§ WORK REQUIRED:
Every line of the records below that holds the word "items" should be copied out.

§ SUPPLIED DATA:
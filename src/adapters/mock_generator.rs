//! Schema-driven mock data generation.
//!
//! Walks a [`Field`] tree and produces JSON records. Non-key values are
//! randomly sampled; primary-key values are derived from the record index,
//! so a batch of N records carries keys `1..=N` without any shared state
//! between calls.
//!
//! Array elements recurse with the element position as the index, not the
//! enclosing record index. Primary keys nested inside array items therefore
//! restart for every array instance and are only unique within one array.

use crate::domain::{Field, FieldType};
use chrono::{Duration, NaiveDate};
use fake::faker::address::en::{CityName, StreetName};
use fake::faker::internet::en::SafeEmail;
use fake::faker::lorem::en::Word;
use fake::faker::name::en::Name;
use fake::Fake;
use rand::Rng;
use serde_json::{json, Map, Value};

/// Thematic pool a string field draws samples from, picked by name inference.
#[derive(Debug, Clone, Copy, PartialEq, Eq)]
enum StringPool {
    PersonName,
    Email,
    City,
    Street,
    Word,
}

/// Generate a single record from a schema tree.
pub fn generate_from_schema(fields: &[Field]) -> Value {
    generate_record(fields, 0)
}

/// Generate `count` records from a schema tree.
///
/// Records are independent objects in input order; primary-key fields
/// sequence across them by record index.
pub fn generate_multiple_from_schema(fields: &[Field], count: usize) -> Vec<Value> {
    (0..count).map(|index| generate_record(fields, index)).collect()
}

fn generate_record(fields: &[Field], index: usize) -> Value {
    let mut record = Map::new();
    for field in fields {
        // Duplicate sibling names overwrite earlier entries; accepted.
        record.insert(field.name.clone(), generate_field_value(field, index));
    }
    Value::Object(record)
}

fn generate_field_value(field: &Field, index: usize) -> Value {
    if field.is_primary_key {
        return generate_primary_key(field, index);
    }

    match field.field_type {
        FieldType::String => json!(random_string(infer_string_pool(&field.name))),
        FieldType::Number => json!(random_number()),
        FieldType::Boolean => json!(rand::thread_rng().gen_bool(0.5)),
        FieldType::Object => match &field.children {
            Some(children) if !children.is_empty() => generate_record(children, index),
            _ => Value::Object(Map::new()),
        },
        FieldType::Array => generate_array_value(field),
        FieldType::Date => json!(random_date(
            field.date_min.as_deref(),
            field.date_max.as_deref()
        )),
    }
}

fn generate_array_value(field: &Field) -> Value {
    let len = rand::thread_rng().gen_range(1..=3);
    let mut items = Vec::with_capacity(len);

    for position in 0..len {
        let value = match (field.array_item_type, &field.array_item_schema) {
            (Some(FieldType::Object), Some(schema)) => generate_record(schema, position),
            (Some(item_type), _) => {
                // Transient non-key field standing in for the element.
                let item_field = Field {
                    id: format!("item-{position}"),
                    name: format!("item{position}"),
                    field_type: item_type,
                    ..Field::default()
                };
                generate_field_value(&item_field, position)
            }
            (None, _) => json!(random_string(StringPool::Word)),
        };
        items.push(value);
    }

    Value::Array(items)
}

/// Index-derived key for a primary-key field.
///
/// Numeric keys are `index + 1`. String keys follow the name, checked in
/// order: id/uuid, then email, then username/user, then a lowercased
/// `name_<n>` fallback.
fn generate_primary_key(field: &Field, index: usize) -> Value {
    let name = field.name.to_lowercase();

    match field.field_type {
        FieldType::Number => json!(index as i64 + 1),
        FieldType::String => {
            let key = if name.contains("id") || name.contains("uuid") {
                format!("{}_{:03}", name, index + 1)
            } else if name.contains("email") {
                format!("user{}@example.com", index + 1)
            } else if name.contains("username") || name.contains("user") {
                format!("user{}", index + 1)
            } else {
                format!("{}_{}", name, index + 1)
            };
            json!(key)
        }
        // Only root string/number fields are eligible; anything else that
        // slips through gets the sequential id.
        _ => json!(index as i64 + 1),
    }
}

fn infer_string_pool(field_name: &str) -> StringPool {
    let name = field_name.to_lowercase();
    if name.contains("name") || name.contains("title") || name.contains("author") {
        StringPool::PersonName
    } else if name.contains("email") {
        StringPool::Email
    } else if name.contains("city") {
        StringPool::City
    } else if name.contains("street") || name.contains("address") {
        StringPool::Street
    } else {
        StringPool::Word
    }
}

fn random_string(pool: StringPool) -> String {
    match pool {
        StringPool::PersonName => Name().fake::<String>(),
        StringPool::Email => SafeEmail().fake::<String>(),
        StringPool::City => CityName().fake::<String>(),
        StringPool::Street => StreetName().fake::<String>(),
        StringPool::Word => Word().fake::<String>(),
    }
}

fn random_number() -> i64 {
    rand::thread_rng().gen_range(1..=1000)
}

fn default_date_bounds() -> (NaiveDate, NaiveDate) {
    (
        NaiveDate::from_ymd_opt(2000, 1, 1).unwrap_or(NaiveDate::MIN),
        NaiveDate::from_ymd_opt(2030, 12, 31).unwrap_or(NaiveDate::MAX),
    )
}

/// Uniform random calendar date in `[min, max]`, day granularity.
/// Missing or unparseable bounds fall back to the defaults, as does an
/// inverted range.
fn random_date(min: Option<&str>, max: Option<&str>) -> String {
    let (default_min, default_max) = default_date_bounds();

    let mut lower = min
        .and_then(|s| NaiveDate::parse_from_str(s, "%Y-%m-%d").ok())
        .unwrap_or(default_min);
    let mut upper = max
        .and_then(|s| NaiveDate::parse_from_str(s, "%Y-%m-%d").ok())
        .unwrap_or(default_max);
    if upper < lower {
        lower = default_min;
        upper = default_max;
    }

    let span_days = (upper - lower).num_days();
    let offset = rand::thread_rng().gen_range(0..=span_days);
    (lower + Duration::days(offset)).format("%Y-%m-%d").to_string()
}
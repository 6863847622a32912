use prometheus::{Counter, Encoder, Histogram, HistogramOpts, Registry, TextEncoder};
use std::sync::Arc;

pub struct MetricsCollector {
    registry: Registry,

    // Generation metrics
    pub generate_requests: Counter,
    pub records_generated: Counter,
    pub generate_duration: Histogram,

    // Template store metrics
    pub template_saves: Counter,
    pub template_deletes: Counter,
}

impl MetricsCollector {
    pub fn new() -> anyhow::Result<Self> {
        let registry = Registry::new();

        let generate_requests = Counter::new(
            "tyche_generate_requests_total",
            "Total number of generation requests",
        )?;
        registry.register(Box::new(generate_requests.clone()))?;

        let records_generated = Counter::new(
            "tyche_records_generated_total",
            "Total number of mock records generated",
        )?;
        registry.register(Box::new(records_generated.clone()))?;

        let generate_duration = Histogram::with_opts(HistogramOpts::new(
            "tyche_generate_duration_seconds",
            "Generation request duration in seconds",
        ))?;
        registry.register(Box::new(generate_duration.clone()))?;

        let template_saves = Counter::new(
            "tyche_template_saves_total",
            "Total number of templates saved",
        )?;
        registry.register(Box::new(template_saves.clone()))?;

        let template_deletes = Counter::new(
            "tyche_template_deletes_total",
            "Total number of templates deleted",
        )?;
        registry.register(Box::new(template_deletes.clone()))?;

        Ok(Self {
            registry,
            generate_requests,
            records_generated,
            generate_duration,
            template_saves,
            template_deletes,
        })
    }

    pub fn encode(&self) -> anyhow::Result<String> {
        let encoder = TextEncoder::new();
        let metric_families = self.registry.gather();
        let mut buffer = Vec::new();
        encoder.encode(&metric_families, &mut buffer)?;
        Ok(String::from_utf8(buffer)?)
    }
}

pub struct MetricsHandler {
    collector: Arc<MetricsCollector>,
}

impl MetricsHandler {
    pub fn new(collector: Arc<MetricsCollector>) -> Self {
        Self { collector }
    }

    pub async fn metrics(&self) -> String {
        self.collector.encode().unwrap_or_else(|e| {
            tracing::error!("Failed to encode metrics: {}", e);
            String::from("# Error encoding metrics\n")
        })
    }
}

#[cfg(test)]
mod tests {
    use super::*;

    #[test]
    fn test_metrics_collector_creation() {
        let collector = MetricsCollector::new();
        assert!(collector.is_ok());
    }

    #[test]
    fn test_metrics_encoding() {
        let collector = MetricsCollector::new().unwrap();

        collector.generate_requests.inc();
        collector.records_generated.inc_by(25.0);

        let encoded = collector.encode().unwrap();
        assert!(encoded.contains("tyche_generate_requests_total"));
        assert!(encoded.contains("tyche_records_generated_total"));
    }

    #[tokio::test]
    async fn test_metrics_handler() {
        let collector = Arc::new(MetricsCollector::new().unwrap());
        let handler = MetricsHandler::new(collector.clone());

        collector.template_saves.inc();

        let metrics = handler.metrics().await;
        assert!(metrics.contains("tyche_template_saves_total"));
    }
}
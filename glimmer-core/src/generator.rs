use std::f32::consts::TAU;

use candle_core::{Device, Shape, Tensor};
use rand::rngs::StdRng;
use rand::{Rng, SeedableRng};

/// Seeded randomness source bound to the model's compute device.
///
/// Noise is sampled on the host from a `StdRng` and then moved to the
/// device, so a given seed produces the same tensor on every backend.
#[derive(Debug, Clone)]
pub struct Generator {
    seed: u64,
    device: Device,
    rng: StdRng,
}

impl Generator {
    pub fn new(seed: u64, device: &Device) -> Self {
        Self {
            seed,
            device: device.clone(),
            rng: StdRng::seed_from_u64(seed),
        }
    }

    pub fn seed(&self) -> u64 {
        self.seed
    }

    /// Raw access to the underlying stream, for callers that need values
    /// other than normal noise.
    pub fn rng(&mut self) -> &mut StdRng {
        &mut self.rng
    }

    /// Standard-normal f32 tensor of the given shape on the bound device.
    pub fn randn<S: Into<Shape>>(&mut self, shape: S) -> candle_core::Result<Tensor> {
        let shape = shape.into();
        let len = shape.elem_count();
        let mut values = Vec::with_capacity(len + 1);
        // Box-Muller, two samples per pair of uniforms.
        while values.len() < len {
            let u1: f32 = 1.0 - self.rng.gen::<f32>();
            let u2: f32 = self.rng.gen::<f32>();
            let radius = (-2.0 * u1.ln()).sqrt();
            values.push(radius * (TAU * u2).cos());
            values.push(radius * (TAU * u2).sin());
        }
        values.truncate(len);
        Tensor::from_vec(values, shape, &Device::Cpu)?.to_device(&self.device)
    }
}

§ RESULT:
//! enclosing record index. Primary keys nested inside array items therefore
    let mut items = Vec::with_capacity(len);
        items.push(value);
    Value::Array(items)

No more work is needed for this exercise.